Using Data Journalism to probe economics in the West Bank

August 27, 2014 in Data Expeditions

Ramallah Cityscape

Weeks before the current conflict erupted between Israel and Hamas, twenty Palestinian journalists came together in Ramallah for three days to use data to untangle the economic reality for Palestinians.

The fourth in a series of workshops aimed at establishing economic beat reporting in the West Bank, the Data Journalism for Economic Reporting workshop immersed journalists in the raw economic data that could provide objective, analytical content on a highly politicized local and global topic and explore viable solutions.

Watch a video from one of the workshops:

For the first time, journalists took a deeper look at the data behind buzzwords such as “economic peace” and “economic packages” that form part of the negotiation process between Israel, the Palestinians and donors. Almost immediately journalists identified cases in which a better understanding of data would have served the needs of their audience.

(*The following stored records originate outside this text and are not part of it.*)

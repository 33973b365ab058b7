//! Chart engines.
//!
//! Turns aggregated data into drawable geometry:
//! - Aggregation of raw records into a labelled series
//! - Donut, pie and gauge arcs
//! - Smoothed line and area paths with ticks and labels
//! - Simple, stacked and tri-state bar layout
//! - Tooltip placement and content
//! - Hover state and opacity rules
//!
//! # Example
//!
//! ```
//! use tallyplot_geometry::chart::*;
//!
//! let series = Series::from_pairs([("Jan", 0.0), ("Feb", 10.0), ("Mar", 5.0)]);
//! let line = build_spline_path(&series, &SplineConfig::new(300.0, 220.0));
//!
//! // Feb is the highest point, so it sits closest to the top.
//! assert!(line.pixel_points[1].y < line.pixel_points[0].y);
//! assert!(line.pixel_points[1].y < line.pixel_points[2].y);
//!
//! let mut hover = HoverModel::new();
//! hover.on_enter(1);
//! assert_eq!(hover.opacity_for(0), DEFAULT_DIMMED_OPACITY);
//! ```

mod aggregate;
mod bar;
mod captions;
mod config;
mod hover;
mod radial;
pub mod rect;
mod spline;
mod style;
mod tooltip;
mod types;

// Re-exports
pub use aggregate::*;
pub use bar::*;
pub use captions::*;
pub use config::*;
pub use hover::*;
pub use radial::*;
pub use rect::{Insets, Rect};
pub use spline::*;
pub use style::*;
pub use tooltip::*;
pub use types::*;
//! A dashboard page built through the facade.

use tallyplot::prelude::*;
use tallyplot_test_utils::{RecordingWidthSource, assert_approx_eq, fixtures, init_logging};

#[test]
fn test_overview_page() {
    init_logging();
    let engine = ChartEngine::builder()
        .config(EngineConfig {
            top_n: Some(3),
            ..Default::default()
        })
        .build()
        .unwrap();

    let breakdown = engine.aggregate(&fixtures::incidents(), |r| r.kind, |r| r.cost);
    assert_eq!(breakdown.series.len(), 3);
    assert_eq!(breakdown.truncated_groups, 1);
    assert_approx_eq!(breakdown.truncated_total, 55.5);

    let donut = engine.donut(&breakdown.series, 90.0, 60.0);
    let swept: f64 = donut.segments.iter().map(Segment::sweep).sum();
    assert_approx_eq!(swept, 360.0);
    assert_approx_eq!(engine.center_label(&donut).value, 1470.0);

    let mut hover = engine.hover_model::<usize>();
    hover.on_enter(2);
    let anchor = donut.anchor(2).unwrap();
    let placed = engine.tooltip(anchor, Vec2::new(110.0, 48.0), Rect::from_size(180.0, 180.0));
    assert!(placed.position.x >= 0.0 && placed.position.x + 110.0 <= 180.0);
}

#[test]
fn test_trend_page_resizes() {
    let engine = ChartEngine::default();
    let width = RecordingWidthSource::new(300.0);
    let mut chart = engine.line_chart(fixtures::monthly_series(), 220.0);

    assert!(chart.refresh(&width));
    let feb = chart.geometry().unwrap().anchor(1).unwrap();
    assert_eq!(feb, Vec2::new(162.5, 20.0));

    width.resize(0.0);
    assert!(chart.refresh(&width));
    let geometry = chart.geometry().unwrap();
    assert!(!geometry.line_svg().contains("NaN"));
}

#[test]
fn test_bar_pages() {
    let engine = ChartEngine::default();
    let bars = engine.bars(&fixtures::zigzag_series(11), 120.0);
    assert_eq!(bars.len(), 11);
    assert!(bars.lengths.iter().all(|&l| l <= 120.0));

    let stacked = engine.stacked_bars(&fixtures::stacked_bars(), 120.0);
    assert_eq!(stacked.segment_percentages()[1], vec![25.0, 75.0]);
}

When the World Bank issued the report Area C and the Future of the Palestinian Economy, most journalists just reported on it using a version of the official press release Palestinians Access to Area C Key to Economic Recovery and Sustainable Growth. None requested the raw data to determine what areas of the economy have the most growth potential, what policy changes would be key in negotiating for market growth and what vocational and other educational programs could be put into place to prepare the workforce for a lifting of current restrictions.

“The language of statistics and figures are stronger and more credible,” explained Abubaker Qaret from PADECO Co, an investment firm.

Participants planned to both request the data from the World Bank study and investigate audit data from the donors who keep the Palestinian Authority afloat.

Over the course of three days, journalists practiced the skills to produce the first data-driven economic reporting in the West Bank. Trainees learned to scrape data (extract data from human-readable output) using scraper extensions, identify story angles in monthly economic data releases, answer basic questions about economic growth and government spending using Excel and visualize their findings using Google Charts.

Akram Natcha, a journalist from Al-Quds TV has a financial background but had not thought to apply some of the technical skills to his journalistic work. “This is the first time I used Excel data analysis with the aim of publishing.”

During a Google Charts visualization exercise, trainees used data scraped from PDFs downloaded from the Palestinian Ministry of Finance website to calculate and visualize which sectors of the economy experienced the largest growth during 2013.

Abubaker Qurt visualized his findings:

Trainees also compared unemployment rates and demographics to other countries in the region, calculated growth and absorption rates of the Palestinian Territories’ current workforce and calculated the per capita international aid received compared with its neighbors. They then practiced translating this information into narrative storytelling that would put a human face on pressing economic issues.

The Data Expedition that concluded the workshop focused on evaluating the Palestinian Authority’s fiscal management by examining the last three years of government expenditure data. In groups, trainees proposed and honed in on three specific questions:

  • Which government departments spend the largest portion of their budget on wages and least on implementing projects and which department is responsible for spending the most overall on staff costs?
  • How did spending on neglected areas such as cultural heritage and scientific research compare to how much was allocated by regional neighbors for those activities?
  • How do trends in investment in education correlate to results on standardized tests and growth in related economic areas?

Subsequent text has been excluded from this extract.